When a married couple closes on a home in Arkansas and only one spouse is on the mortgage, the closing attorney will still hand both spouses documents to sign. First-time buyers sometimes find this confusing — why does a spouse who isn't borrowing or taking title need to sign anything?

The answer comes from one of the older doctrines in Arkansas property law: dower and curtesy rights.

What Dower and Curtesy Mean

Dower and curtesy are common-law concepts that protect a surviving spouse's interest in real property owned by the other spouse. Arkansas retains these doctrines in statutory form.

Dower is the right of a surviving wife to a life estate in one-third of all real property her husband owned during the marriage (subject to certain conditions). It's not ownership of the full property and not outright ownership at all — it's a life estate, meaning the right to use and benefit from one-third of the property for the duration of her life.

Curtesy is the equivalent right for a surviving husband — a life estate in one-third of real property his wife owned during the marriage.

These rights don't kick in only at death. They attach during the marriage. Once a husband or wife owns real property in Arkansas, the other spouse has an inchoate (not yet fully realized) dower or curtesy interest that clouds the title until it's properly released.

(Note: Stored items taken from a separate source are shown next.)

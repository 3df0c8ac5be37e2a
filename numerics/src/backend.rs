//! Backend trait and input types

use thiserror::Error;

/// Numerics failure; fatal to the calling strategy's current tick only
#[derive(Error, Debug, Clone, PartialEq, Eq)]
pub enum NumericsError {
    /// The backend cannot serve requests right now
    #[error("numerics backend unavailable")]
    Unavailable,
    /// Inputs violate the operation's preconditions
    #[error("invalid numerics input: {0}")]
    InvalidInput(String),
}

/// One European option to price
#[derive(Debug, Clone, Copy, PartialEq)]
pub struct OptionQuote {
    /// Spot price of the underlying
    pub spot: f64,
    /// Strike price
    pub strike: f64,
    /// Continuously compounded risk-free rate
    pub rate: f64,
    /// Annualized volatility
    pub volatility: f64,
    /// Time to expiry in years
    pub time_to_expiry: f64,
}

/// Parameters for a geometric Brownian motion simulation
#[derive(Debug, Clone, Copy, PartialEq)]
pub struct SimulationParams {
    /// Starting price
    pub spot: f64,
    /// Annualized drift
    pub drift: f64,
    /// Annualized volatility
    pub volatility: f64,
    /// Simulated horizon in years
    pub horizon: f64,
    /// RNG seed; identical seeds produce identical paths
    pub seed: u64,
}

/// Indicator and pricing operations available to strategies
///
/// Every operation is pure: identical inputs produce identical outputs.
pub trait NumericsBackend: Send + Sync {
    /// Simple moving average; output has `prices.len() - period + 1` points
    fn moving_average(&self, prices: &[f64], period: usize) -> Result<Vec<f64>, NumericsError>;

    /// Exponential moving average with smoothing factor `alpha` in (0, 1]
    fn ema(&self, prices: &[f64], alpha: f64) -> Result<Vec<f64>, NumericsError>;

    /// Bollinger bands: (upper, middle, lower), `k` standard deviations
    #[allow(clippy::type_complexity)]
    fn bollinger(
        &self,
        prices: &[f64],
        period: usize,
        k: f64,
    ) -> Result<(Vec<f64>, Vec<f64>, Vec<f64>), NumericsError>;

    /// Relative strength index over `period`; output has
    /// `prices.len() - period` points
    fn rsi(&self, prices: &[f64], period: usize) -> Result<Vec<f64>, NumericsError>;

    /// Black-Scholes prices: (calls, puts), one pair per input option
    fn black_scholes(
        &self,
        options: &[OptionQuote],
    ) -> Result<(Vec<f64>, Vec<f64>), NumericsError>;

    /// Simulated price paths, `paths` rows of `steps` points each
    fn monte_carlo(
        &self,
        params: &SimulationParams,
        paths: usize,
        steps: usize,
    ) -> Result<Vec<Vec<f64>>, NumericsError>;

    /// Portfolio weights for the given expected returns and covariance
    fn portfolio_optimize(
        &self,
        returns: &[f64],
        covariance: &[Vec<f64>],
        risk_free: f64,
        target_return: f64,
    ) -> Result<Vec<f64>, NumericsError>;

    /// Value at risk of the weighted portfolio at `confidence` over
    /// `horizon` periods, returned as a positive number
    fn value_at_risk(
        &self,
        returns: &[Vec<f64>],
        weights: &[f64],
        confidence: f64,
        horizon: u32,
    ) -> Result<f64, NumericsError>;
}
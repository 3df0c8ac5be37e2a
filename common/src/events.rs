//! Events flowing through the dispatcher

use crate::types::{MarketData, OrderUpdate, TradeUpdate};
use serde::{Deserialize, Serialize};
use std::fmt;

/// Event kind, used as the subscription key
#[derive(Debug, Clone, Copy, PartialEq, Eq, Hash, Serialize, Deserialize)]
pub enum EventKind {
    /// Market data tick
    MarketData,
    /// Order state change
    OrderUpdate,
    /// Trade (fill)
    TradeUpdate,
    /// Strategy-emitted signal
    StrategySignal,
    /// System notification
    System,
}

impl fmt::Display for EventKind {
    fn fmt(&self, f: &mut fmt::Formatter<'_>) -> fmt::Result {
        let s = match self {
            Self::MarketData => "market_data",
            Self::OrderUpdate => "order_update",
            Self::TradeUpdate => "trade_update",
            Self::StrategySignal => "strategy_signal",
            Self::System => "system",
        };
        f.write_str(s)
    }
}

/// System-level notifications published on the event bus
#[derive(Debug, Clone, PartialEq, Serialize, Deserialize)]
pub enum SystemEvent {
    /// A strategy hook failed; the strategy moved to ERROR
    StrategyFaulted {
        /// Name of the faulted strategy
        strategy: String,
    },
    /// A venue connection was permanently lost and unregistered
    VenueFatal {
        /// Venue name
        venue: String,
        /// Failure description
        reason: String,
    },
    /// Publish drop rate exceeded the threshold inside the window
    Degraded {
        /// Drops observed in the window
        dropped: u64,
        /// Window length in seconds
        window_secs: u64,
    },
    /// Day boundary crossed; risk daily metrics reset
    DayRollover,
}

/// A dispatched event, tagged with its source venue where one exists
#[derive(Debug, Clone, PartialEq, Serialize, Deserialize)]
pub enum Event {
    /// Market data from a venue
    MarketData {
        /// Source venue
        venue: String,
        /// The tick
        data: MarketData,
    },
    /// Order update from a venue
    OrderUpdate {
        /// Source venue
        venue: String,
        /// The update
        update: OrderUpdate,
    },
    /// Trade update from a venue
    TradeUpdate {
        /// Source venue
        venue: String,
        /// The trade
        update: TradeUpdate,
    },
    /// Signal emitted by a strategy
    StrategySignal {
        /// Emitting strategy
        strategy: String,
        /// Free-form signal description
        detail: String,
    },
    /// System notification
    System(SystemEvent),
}

impl Event {
    /// The subscription key for this event
    #[must_use]
    pub const fn kind(&self) -> EventKind {
        match self {
            Self::MarketData { .. } => EventKind::MarketData,
            Self::OrderUpdate { .. } => EventKind::OrderUpdate,
            Self::TradeUpdate { .. } => EventKind::TradeUpdate,
            Self::StrategySignal { .. } => EventKind::StrategySignal,
            Self::System(_) => EventKind::System,
        }
    }

    /// Source venue, when the event has one
    #[must_use]
    pub fn venue(&self) -> Option<&str> {
        match self {
            Self::MarketData { venue, .. }
            | Self::OrderUpdate { venue, .. }
            | Self::TradeUpdate { venue, .. } => Some(venue),
            Self::StrategySignal { .. } | Self::System(_) => None,
        }
    }
}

Why This Requires Both Spouses to Sign

Here's the practical consequence: if a married person tries to sell or mortgage property in Arkansas without their spouse signing the deed or mortgage, the transaction does not convey clear title. The non-signing spouse's inchoate dower or curtesy interest remains attached to the property.

For a buyer purchasing the home, that means the title isn't clean. A future lender, buyer, or title company would find a cloud on title. For a lender taking a mortgage, it means their lien is potentially subordinate to the spouse's dower or curtesy claim.

The solution is straightforward: the non-owner spouse must sign the deed and/or mortgage specifically to release and waive their dower or curtesy interest. This is a routine part of Arkansas closings. It doesn't require the non-signing spouse to be a co-borrower on the loan. It doesn't give them ownership rights. It simply removes the encumbrance so the transaction can proceed with clear title.

Practical implications for buyers:

  • If only one spouse is on the mortgage (perhaps because the other has a lower credit score or income), both spouses must still appear at closing to sign relevant documents
  • If a spouse cannot attend closing, a properly executed power of attorney must authorize someone else to sign on their behalf — but the release of dower/curtesy must still be completed
  • A title company will flag any Arkansas property transaction involving a married person where the non-owner spouse's signature is missing

Title Vesting Options for Married Couples in Arkansas

Beyond the dower and curtesy mechanics, married couples in Arkansas have meaningful choices about how to hold title to property they buy together. The three primary options are tenancy by the entirety, joint tenancy, and tenancy in common — and they have very different legal consequences.

Tenancy by the Entirety

Tenancy by the entirety is available exclusively to married couples in Arkansas, and it is typically the most protective form of ownership for spouses buying together.

Key characteristics:

Automatic right of survivorship. When one spouse dies, the property passes automatically to the surviving spouse — no probate, no court process, no waiting. The survivor simply has clear title.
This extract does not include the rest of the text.